For those of you who don't know, a musical is an onstage performance wherein actors take on roles that involve singing, and often dancing, to progress the plot of the story. While it may sound a little bit nerdy to get up in front of an audience to perform in this manner, this is something you cannot knock until you try it.

For some reason, though, many public schools have de-funded arts programs that would allow these musicals to occur, while increasing the funding for sports teams. There are a few things that are being forgotten when sports are valued more than musical programs in high schools.

Much like athletic hobbies, an actor must try-out, or audition, to participate in a musical. Those best suited for each role will be cast, and those who would not fit well are not given a part. While this may sound similar to trying out for say, basketball, it is an apples to oranges comparison.

At a basketball try-out, those who have the most experience doing a lay-up or shooting a foul shot will be more likely to succeed, no questions asked. However, for an audition, it is common to have to learn a piece of choreography upon walking in, and a potential cast member will be required to sing a selected piece with only a few days of preparation.
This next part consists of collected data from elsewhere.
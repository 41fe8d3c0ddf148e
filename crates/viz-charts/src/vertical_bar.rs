//! Vertical bar (row) chart engine
//!
//! One horizontal bar per parent category followed by its children. The
//! canvas height follows the row count, so the drawing area is recomputed
//! from the config on every layout.

use crate::{
    chartkit::{format_percentage, format_value},
    colors,
    segment::{active_items, proportion, sort_descending, Segregation, Totals},
    DrawingArea,
};
use viz_core::{DatasetItem, VerticalBarConfig};

/// Gap between a bar end and its value label
const VALUE_GAP: f64 = 6.0;

/// Gap between the drawing area and the row names
const NAME_GAP: f64 = 8.0;

#[derive(Debug, Clone, PartialEq)]
pub struct BarRow {
    /// Index of the parent in the dataset
    pub index: usize,
    /// Index of the child under its parent, `None` for parent rows
    pub child: Option<usize>,
    pub dataset_id: String,
    pub name: String,
    pub color: String,
    pub value: f64,
    /// Share of the active total (children: share of their parent)
    pub proportion: f64,
    pub x: f64,
    pub y: f64,
    pub width: f64,
    pub height: f64,
    pub name_x: f64,
    pub value_x: f64,
    pub text: String,
}

impl BarRow {
    pub fn is_child(&self) -> bool {
        self.child.is_some()
    }

    /// Vertical center of the bar
    pub fn center_y(&self) -> f64 {
        self.y + self.height / 2.0
    }
}

#[derive(Debug, Clone, PartialEq)]
pub struct VerticalBarModel {
    pub rows: Vec<BarRow>,
    pub totals: Totals,
    pub max_value: f64,
    pub area: DrawingArea,
}

/// Canvas height needed for `rows` bars
pub fn vertical_bar_height(rows: usize, config: &VerticalBarConfig) -> f64 {
    let padding = &config.canvas.padding;
    rows as f64 * (config.bar_height + config.bar_gap) + padding.top + padding.bottom
}

pub fn build_vertical_bar(
    items: &[DatasetItem],
    segregated: &Segregation,
    config: &VerticalBarConfig,
) -> VerticalBarModel {
    let mut parents = active_items(items, segregated);
    sort_descending(&mut parents);

    let totals = Totals::of(parents.iter().map(|(_, item)| item.total()));

    // (parent index, child index, item, color)
    let mut entries: Vec<(usize, Option<usize>, &DatasetItem, String)> = Vec::new();
    for &(index, parent) in &parents {
        entries.push((index, None, parent, parent.color.clone()));
        if !config.show_children {
            continue;
        }

        let mut children: Vec<(usize, &DatasetItem)> = parent.children.iter().enumerate().collect();
        sort_descending(&mut children);
        for (child_index, child) in children {
            let color = if child.color.is_empty() {
                colors::lighten(&parent.color, config.child_lighten)
            } else {
                child.color.clone()
            };
            entries.push((index, Some(child_index), child, color));
        }
    }

    let full_height = vertical_bar_height(entries.len(), config);
    let area = DrawingArea::compute(config.canvas.width, full_height, &config.canvas.padding);
    let max_value = entries
        .iter()
        .map(|(_, _, item, _)| item.total())
        .fold(0.0, f64::max);

    let rows = entries
        .into_iter()
        .enumerate()
        .map(|(row, (index, child, item, color))| {
            let value = item.total();
            let share = match child {
                None => proportion(value, totals.total),
                Some(_) => proportion(value, items[index].total()),
            };
            let width = if max_value > 0.0 {
                (value.max(0.0) / max_value * area.width).max(0.0)
            } else {
                0.0
            };
            let x = area.left;
            let text = if config.show_values {
                format!(
                    "{} ({})",
                    format_value(value, config.rounding_value),
                    format_percentage(share, config.rounding_percentage)
                )
            } else {
                String::new()
            };

            BarRow {
                index,
                child,
                dataset_id: item.dataset_id.clone(),
                name: item.name.clone(),
                color,
                value,
                proportion: share,
                x,
                y: area.top + row as f64 * (config.bar_height + config.bar_gap),
                width,
                height: config.bar_height,
                name_x: area.left - NAME_GAP,
                value_x: x + width + VALUE_GAP,
                text,
            }
        })
        .collect();

    tracing::trace!("vertical bar layout: canvas height {}", full_height);

    VerticalBarModel {
        rows,
        totals,
        max_value,
        area,
    }
}
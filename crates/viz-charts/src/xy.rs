//! Cartesian (xy) chart engine
//!
//! Bar, line and plot series share one grid of x slots. All y positions go
//! through a single zero baseline, which shifts up when any value is
//! negative so positive and negative values share one scale.

use crate::{
    chartkit::{area_path, format_large_number, format_percentage, format_value, line_path, LinearScale},
    segment::{active_items, Segregation},
    DrawingArea,
};
use viz_core::{DatasetItem, SeriesKind, XyConfig};

/// Vertical gap between the drawing area and the x labels
const X_LABEL_OFFSET: f64 = 20.0;

/// Horizontal gap between the drawing area and the y labels
const Y_LABEL_OFFSET: f64 = 8.0;

// ============================================================================
// ZERO BASELINE
// ============================================================================

/// Shared normalization for positive and negative values
#[derive(Debug, Clone, Copy, PartialEq)]
pub struct Baseline {
    /// `|min|` when the minimum is negative, else 0
    pub relative_zero: f64,
    /// `max + relative_zero`
    pub absolute_max: f64,
}

impl Baseline {
    pub fn new(min: f64, max: f64) -> Self {
        let relative_zero = if min < 0.0 { min.abs() } else { 0.0 };
        Self {
            relative_zero,
            absolute_max: max + relative_zero,
        }
    }

    /// Screen y of a value inside the drawing area
    pub fn value_to_y(&self, value: f64, area: &DrawingArea) -> f64 {
        // A flat all-zero dataset still needs a finite scale
        let absolute_max = if self.absolute_max > 0.0 { self.absolute_max } else { 1.0 };
        area.bottom_edge() - area.height * (value + self.relative_zero) / absolute_max
    }
}

// ============================================================================
// MODEL
// ============================================================================

#[derive(Debug, Clone, PartialEq)]
pub struct XyBar {
    pub slot: usize,
    pub value: f64,
    pub x: f64,
    pub y: f64,
    pub width: f64,
    pub height: f64,
}

/// Least-squares trend over a series
#[derive(Debug, Clone, PartialEq)]
pub struct Progression {
    pub slope: f64,
    pub intercept: f64,
    pub start: (f64, f64),
    pub end: (f64, f64),
    /// Relative change between the fitted first and last values
    pub trend: f64,
    pub label: String,
}

#[derive(Debug, Clone, PartialEq)]
pub struct XySeries {
    pub index: usize,
    pub dataset_id: String,
    pub name: String,
    pub color: String,
    pub kind: SeriesKind,
    pub values: Vec<f64>,
    /// Slot-center points for lines and plots, bar tops for bars
    pub points: Vec<(f64, f64)>,
    pub bars: Vec<XyBar>,
    pub line: Option<String>,
    pub area: Option<String>,
    pub data_labels: Vec<String>,
    pub progression: Option<Progression>,
}

#[derive(Debug, Clone, PartialEq)]
pub struct AxisTick {
    pub value: f64,
    pub x: f64,
    pub y: f64,
    pub text: String,
}

#[derive(Debug, Clone, PartialEq)]
pub struct XyModel {
    pub series: Vec<XySeries>,
    pub min: f64,
    pub max: f64,
    pub baseline: Baseline,
    pub zero_y: f64,
    pub slot_count: usize,
    pub slot_width: f64,
    pub y_ticks: Vec<AxisTick>,
    pub x_labels: Vec<AxisTick>,
    pub area: DrawingArea,
}

// ============================================================================
// LAYOUT
// ============================================================================

/// Finite `(min, max)` over all values; `(0, 0)` when there are none
pub fn value_extent<'a>(values: impl IntoIterator<Item = &'a f64>) -> (f64, f64) {
    values
        .into_iter()
        .copied()
        .filter(|v| v.is_finite())
        .fold(None, |acc: Option<(f64, f64)>, v| match acc {
            Some((lo, hi)) => Some((lo.min(v), hi.max(v))),
            None => Some((v, v)),
        })
        .unwrap_or((0.0, 0.0))
}

pub fn build_xy(
    items: &[DatasetItem],
    segregated: &Segregation,
    area: &DrawingArea,
    config: &XyConfig,
) -> XyModel {
    let active = active_items(items, segregated);

    let slot_count = active
        .iter()
        .map(|(_, item)| item.values.len())
        .max()
        .unwrap_or(0);
    let slot_width = if slot_count == 0 { 0.0 } else { area.width / slot_count as f64 };

    let (min, max) = value_extent(active.iter().flat_map(|(_, item)| item.values.iter()));
    let baseline = Baseline::new(min, max);
    let zero_y = baseline.value_to_y(0.0, area);

    let bar_count = active
        .iter()
        .filter(|(_, item)| item.series_kind() == SeriesKind::Bar)
        .count();
    let mut bar_rank = 0;

    let series = active
        .iter()
        .map(|&(index, item)| {
            let kind = item.series_kind();
            let values: Vec<f64> = item
                .values
                .iter()
                .map(|&v| if v.is_finite() { v } else { 0.0 })
                .collect();

            let mut series = XySeries {
                index,
                dataset_id: item.dataset_id.clone(),
                name: item.name.clone(),
                color: item.color.clone(),
                kind,
                points: Vec::with_capacity(values.len()),
                bars: Vec::new(),
                line: None,
                area: None,
                data_labels: values
                    .iter()
                    .map(|&v| format_value(v, config.rounding_value))
                    .collect(),
                progression: None,
                values,
            };

            match kind {
                SeriesKind::Bar => {
                    let sub_width = slot_width / bar_count.max(1) as f64;
                    let inset = sub_width * config.bar.padding_ratio.clamp(0.0, 0.49);
                    for (slot, &value) in series.values.iter().enumerate() {
                        let x = area.left + slot_width * slot as f64 + sub_width * bar_rank as f64 + inset;
                        let y = baseline.value_to_y(value, area);
                        let bar = XyBar {
                            slot,
                            value,
                            x,
                            y: y.min(zero_y),
                            width: sub_width - 2.0 * inset,
                            height: (y - zero_y).abs(),
                        };
                        series.points.push((x + bar.width / 2.0, y));
                        series.bars.push(bar);
                    }
                    bar_rank += 1;
                }
                SeriesKind::Line | SeriesKind::Plot => {
                    for (slot, &value) in series.values.iter().enumerate() {
                        let x = area.left + slot_width * slot as f64 + slot_width / 2.0;
                        series.points.push((x, baseline.value_to_y(value, area)));
                    }
                    if kind == SeriesKind::Line {
                        series.line = Some(line_path(&series.points));
                        if config.line.use_area {
                            series.area = Some(area_path(&series.points, zero_y));
                        }
                    }
                }
            }

            if item.use_progression && config.progression.show {
                series.progression =
                    linear_progression(&series.values, &series.points, &baseline, area, config);
            }

            series
        })
        .collect();

    XyModel {
        series,
        min,
        max,
        baseline,
        zero_y,
        slot_count,
        slot_width,
        y_ticks: y_ticks(min, max, &baseline, area, config),
        x_labels: x_labels(slot_count, slot_width, area, config),
        area: *area,
    }
}

/// Least-squares fit of values over their slot index, drawn between the
/// first and last plotted x. Needs at least two points.
pub fn linear_progression(
    values: &[f64],
    points: &[(f64, f64)],
    baseline: &Baseline,
    area: &DrawingArea,
    config: &XyConfig,
) -> Option<Progression> {
    let n = values.len();
    if n < 2 || points.len() != n {
        return None;
    }

    let nf = n as f64;
    let (sum_x, sum_y, sum_xy, sum_xx) = values.iter().enumerate().fold(
        (0.0, 0.0, 0.0, 0.0),
        |(sx, sy, sxy, sxx), (i, &y)| {
            let x = i as f64;
            (sx + x, sy + y, sxy + x * y, sxx + x * x)
        },
    );

    let denominator = nf * sum_xx - sum_x * sum_x;
    if denominator == 0.0 {
        return None;
    }
    let slope = (nf * sum_xy - sum_x * sum_y) / denominator;
    let intercept = (sum_y - slope * sum_x) / nf;

    let first = intercept;
    let last = intercept + slope * (nf - 1.0);
    let trend = if first == 0.0 { f64::NAN } else { (last - first) / first.abs() };

    Some(Progression {
        slope,
        intercept,
        start: (points[0].0, baseline.value_to_y(first, area)),
        end: (points[n - 1].0, baseline.value_to_y(last, area)),
        trend,
        label: format_percentage(trend, config.progression.rounding),
    })
}

fn y_ticks(min: f64, max: f64, baseline: &Baseline, area: &DrawingArea, config: &XyConfig) -> Vec<AxisTick> {
    if !config.grid.show {
        return Vec::new();
    }

    LinearScale::new()
        .domain(min.min(0.0), max)
        .nice_ticks(config.grid.y_ticks)
        .into_iter()
        .map(|value| AxisTick {
            value,
            x: area.left - Y_LABEL_OFFSET,
            y: baseline.value_to_y(value, area),
            text: tick_text(value, config.rounding_value),
        })
        .collect()
}

/// Thousands and above are shortened with a K/M/B suffix
fn tick_text(value: f64, rounding: usize) -> String {
    if value.abs() >= 1_000.0 {
        format_large_number(value)
    } else {
        format_value(value, rounding)
    }
}

fn x_labels(slot_count: usize, slot_width: f64, area: &DrawingArea, config: &XyConfig) -> Vec<AxisTick> {
    if !config.grid.show_x_labels {
        return Vec::new();
    }

    (0..slot_count)
        .filter_map(|slot| {
            let text = config.x_labels.get(slot)?;
            Some(AxisTick {
                value: slot as f64,
                x: area.left + slot_width * slot as f64 + slot_width / 2.0,
                y: area.bottom_edge() + X_LABEL_OFFSET,
                text: text.clone(),
            })
        })
        .collect()
}
//! Dataset parsing and normalization.
//!
//! Normalization assigns a stable `datasetId` and a palette color to every
//! item that lacks one, and clears derived geometry so each draw starts from
//! a clean slate. Re-normalizing normalized data changes nothing.

use crate::{ChartError, ChartKind, Result, colors};
use serde::{Deserialize, Serialize};
use serde_json::Value;

// ============================================================================
// TYPES
// ============================================================================

/// Series kind for cartesian datasets
#[derive(Debug, Clone, Copy, PartialEq, Eq, Default, Serialize, Deserialize)]
#[serde(rename_all = "lowercase")]
pub enum SeriesKind {
    #[default]
    Line,
    Bar,
    Plot,
}

/// Geometry derived during a draw; never serialized, reset before each draw
#[derive(Debug, Clone, Default, PartialEq)]
pub struct Derived {
    pub datapoints: Vec<(f64, f64)>,
    pub data_labels: Vec<String>,
    pub lines: Vec<String>,
    pub areas: Vec<String>,
}

impl Derived {
    pub fn reset(&mut self) {
        self.datapoints.clear();
        self.data_labels.clear();
        self.lines.clear();
        self.areas.clear();
    }

    pub fn is_empty(&self) -> bool {
        self.datapoints.is_empty()
            && self.data_labels.is_empty()
            && self.lines.is_empty()
            && self.areas.is_empty()
    }
}

/// One named series or segment
#[derive(Debug, Clone, Default, PartialEq, Serialize, Deserialize)]
#[serde(rename_all = "camelCase")]
pub struct DatasetItem {
    #[serde(default)]
    pub name: String,
    #[serde(default, skip_serializing_if = "Option::is_none")]
    pub value: Option<f64>,
    #[serde(default, alias = "series", skip_serializing_if = "Vec::is_empty")]
    pub values: Vec<f64>,
    /// Empty until normalized
    #[serde(default, skip_serializing_if = "String::is_empty")]
    pub color: String,
    /// Empty until normalized
    #[serde(default, skip_serializing_if = "String::is_empty")]
    pub dataset_id: String,
    #[serde(default, rename = "type", skip_serializing_if = "Option::is_none")]
    pub kind: Option<SeriesKind>,
    #[serde(default, skip_serializing_if = "Vec::is_empty")]
    pub children: Vec<DatasetItem>,
    #[serde(default, skip_serializing_if = "Option::is_none")]
    pub from: Option<f64>,
    #[serde(default, skip_serializing_if = "Option::is_none")]
    pub to: Option<f64>,
    #[serde(default, skip_serializing_if = "std::ops::Not::not")]
    pub use_progression: bool,
    #[serde(skip)]
    pub derived: Derived,
}

impl DatasetItem {
    pub fn new(name: impl Into<String>, value: f64) -> Self {
        Self {
            name: name.into(),
            value: Some(value),
            ..Default::default()
        }
    }

    /// Aggregate value: explicit `value`, else the sum of `values`, else the
    /// sum of the children's totals. Non-finite inputs count as 0.
    pub fn total(&self) -> f64 {
        let finite = |v: f64| if v.is_finite() { v } else { 0.0 };
        if let Some(value) = self.value {
            finite(value)
        } else if !self.values.is_empty() {
            self.values.iter().copied().map(finite).sum()
        } else {
            self.children.iter().map(DatasetItem::total).sum()
        }
    }

    /// Cartesian kind, defaulting to a line
    pub fn series_kind(&self) -> SeriesKind {
        self.kind.unwrap_or_default()
    }
}

/// Gauge datasets are a single object rather than a list
#[derive(Debug, Clone, Default, PartialEq, Serialize, Deserialize)]
pub struct GaugeDataset {
    #[serde(default)]
    pub value: f64,
    #[serde(default)]
    pub series: Vec<DatasetItem>,
}

/// Normalized data held by a chart instance
#[derive(Debug, Clone, PartialEq)]
pub enum ChartData {
    Items(Vec<DatasetItem>),
    Gauge(GaugeDataset),
}

impl ChartData {
    /// Normalize JSON into the container shape the chart kind expects
    pub fn normalize_for(kind: ChartKind, value: &Value, palette: &[String]) -> Self {
        match kind {
            ChartKind::Gauge => Self::Gauge(normalize_gauge(value, palette)),
            _ => Self::Items(normalize(value, palette)),
        }
    }

    /// Top-level items (gauge: its range series)
    pub fn items(&self) -> &[DatasetItem] {
        match self {
            Self::Items(items) => items,
            Self::Gauge(gauge) => &gauge.series,
        }
    }

    pub fn items_mut(&mut self) -> &mut [DatasetItem] {
        match self {
            Self::Items(items) => items,
            Self::Gauge(gauge) => &mut gauge.series,
        }
    }

    pub fn is_empty(&self) -> bool {
        self.items().is_empty()
    }

    /// Clear derived geometry on every item and child
    pub fn reset_derived(&mut self) {
        fn reset(item: &mut DatasetItem) {
            item.derived.reset();
            item.children.iter_mut().for_each(reset);
        }
        self.items_mut().iter_mut().for_each(reset);
    }

    /// Find an item by dataset id
    pub fn find(&self, dataset_id: &str) -> Option<&DatasetItem> {
        self.items().iter().find(|item| item.dataset_id == dataset_id)
    }
}

/// Raw dataset input
#[derive(Debug, Clone)]
pub enum RawDataset<'a> {
    /// JSON text, e.g. an attribute value
    Text(&'a str),
    /// Already structured data
    Json(Value),
}

// ============================================================================
// PARSING
// ============================================================================

/// Remove whitespace outside of string literals
pub fn strip_whitespace(text: &str) -> String {
    let mut out = String::with_capacity(text.len());
    let mut in_string = false;
    let mut escaped = false;

    for c in text.chars() {
        if in_string {
            out.push(c);
            if escaped {
                escaped = false;
            } else if c == '\\' {
                escaped = true;
            } else if c == '"' {
                in_string = false;
            }
        } else if c == '"' {
            in_string = true;
            out.push(c);
        } else if !c.is_whitespace() {
            out.push(c);
        }
    }

    out
}

/// Parse raw dataset input into JSON
pub fn parse_dataset(raw: RawDataset<'_>) -> Result<Value> {
    match raw {
        RawDataset::Text(text) => serde_json::from_str(&strip_whitespace(text))
            .map_err(|source| ChartError::DatasetParse { source }),
        RawDataset::Json(value) => Ok(value),
    }
}

fn next_dataset_id() -> String {
    uuid::Uuid::new_v4().simple().to_string()
}

// ============================================================================
// NORMALIZATION
// ============================================================================

/// Normalize a list dataset. Non-array input yields an empty list; items that
/// do not have the item shape are skipped.
pub fn normalize(value: &Value, palette: &[String]) -> Vec<DatasetItem> {
    let Some(entries) = value.as_array() else {
        tracing::debug!("dataset is not an array, normalizing to empty");
        return Vec::new();
    };

    let items = entries
        .iter()
        .enumerate()
        .filter_map(|(i, entry)| match DatasetItem::deserialize(entry) {
            Ok(item) => Some(item),
            Err(e) => {
                tracing::warn!("skipping dataset item {}: {}", i, e);
                None
            }
        })
        .collect();

    normalize_items(items, palette)
}

/// Assign ids and palette colors in index order, and reset derived geometry
pub fn normalize_items(mut items: Vec<DatasetItem>, palette: &[String]) -> Vec<DatasetItem> {
    for (index, item) in items.iter_mut().enumerate() {
        if item.color.is_empty() {
            item.color = colors::palette_color(palette, index);
        }
        normalize_identity(item);
    }
    items
}

fn normalize_identity(item: &mut DatasetItem) {
    if item.dataset_id.is_empty() {
        item.dataset_id = next_dataset_id();
    }
    item.derived.reset();
    for child in &mut item.children {
        normalize_identity(child);
    }
}

/// Normalize a gauge dataset object. Non-object input yields the default.
pub fn normalize_gauge(value: &Value, palette: &[String]) -> GaugeDataset {
    if !value.is_object() {
        tracing::debug!("gauge dataset is not an object, normalizing to empty");
        return GaugeDataset::default();
    }

    match GaugeDataset::deserialize(value) {
        Ok(dataset) => GaugeDataset {
            value: if dataset.value.is_finite() { dataset.value } else { 0.0 },
            series: normalize_items(dataset.series, palette),
        },
        Err(e) => {
            tracing::warn!("gauge dataset has an invalid shape: {}", e);
            GaugeDataset::default()
        }
    }
}
//! Chart host component and the shared tooltip overlay

use crate::dom::{click, pointer_move, pointer_out, pointer_over};
use crate::use_chart_host;
use leptos::prelude::*;
use serde_json::Value;
use viz_core::{ChartKind, RawDataset};
use viz_state::{apply_config, apply_dataset};

/// Offset of the tooltip from the pointer
const TOOLTIP_OFFSET: f64 = 14.0;

/// One chart instance. Config and dataset changes reload it in place;
/// unmounting disposes it.
#[component]
pub fn Chart(
    kind: ChartKind,
    #[prop(into)] config: Signal<Value>,
    #[prop(into)] dataset: Signal<Value>,
    /// Seeds the canvas size before the config applies
    #[prop(optional)] width: Option<f64>,
    #[prop(optional)] height: Option<f64>,
) -> impl IntoView {
    let host = use_chart_host();

    let initial_config = config.get_untracked();
    let initial_dataset = dataset.get_untracked();
    let created =
        host.interact(|registry| registry.create(kind, &initial_config, initial_dataset, width, height));

    let id = match created {
        Some(Ok(id)) => id,
        Some(Err(e)) => {
            tracing::error!("{} chart failed to initialize: {}", kind, e);
            return view! { <div class="viz-container viz-error">{e.to_string()}</div> }.into_any();
        }
        None => return view! { <div class="viz-container viz-error"></div> }.into_any(),
    };
    host.animate(id);

    // The first run of each effect sees the values the chart was created with
    Effect::new(move |previous: Option<()>| {
        let patch = config.get();
        if previous.is_some() {
            host.reload(id, |registry| apply_config(registry, id, &patch));
        }
    });
    Effect::new(move |previous: Option<()>| {
        let data = dataset.get();
        if previous.is_some() {
            host.reload(id, |registry| apply_dataset(registry, id, RawDataset::Json(data)));
        }
    });

    on_cleanup(move || host.dispose(id));

    let svg = Memo::new(move |_| host.svg(id));

    view! {
        <div
            class="viz-container"
            data-chart=kind.slug()
            data-chart-id=id.to_string()
            inner_html=move || svg.get()
            on:mouseover=move |ev| pointer_over(host, id, &ev)
            on:mouseout=move |ev| pointer_out(host, id, &ev)
            on:mousemove=move |ev| pointer_move(host, &ev)
            on:click=move |ev| click(host, id, &ev)
        ></div>
    }
    .into_any()
}

/// The single tooltip shared by every chart under the host
#[component]
pub fn ChartTooltip() -> impl IntoView {
    let host = use_chart_host();
    let tooltip = Memo::new(move |_| host.tooltip());

    view! {
        {move || {
            let (tooltip, (x, y)) = tooltip.get();
            tooltip.visible.then(|| {
                let style = format!(
                    "position:fixed;left:{}px;top:{}px;pointer-events:none;z-index:10",
                    x + TOOLTIP_OFFSET,
                    y + TOOLTIP_OFFSET,
                );
                view! { <div class="viz-tooltip-host" style=style inner_html=tooltip.html></div> }
            })
        }}
    }
}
There are many more variables involved with an audition that makes it that much more nerve-racking.

The cast of a school musical will often rehearse for several months to perfect their roles, with only several nights of performance at the end. Many sports practice for three or four days between each of their respective competitions. While this may seem to make sports more grueling, this is not always the case.

Musicals have very little pay-off for a large amount of effort, while athletic activities have more frequent displays of their efforts.

Athletes are not encouraged to but are allowed to make mistakes. This is simply not allowed for someone in a musical, because certain lines or entrances may be integral to the plot.

Sometimes, because of all the quick changes and the sweat from big dance numbers, the stage makeup just starts to smear. Despite this, an actor must smile through it all. This is the part of musicals that no sport has: introspection.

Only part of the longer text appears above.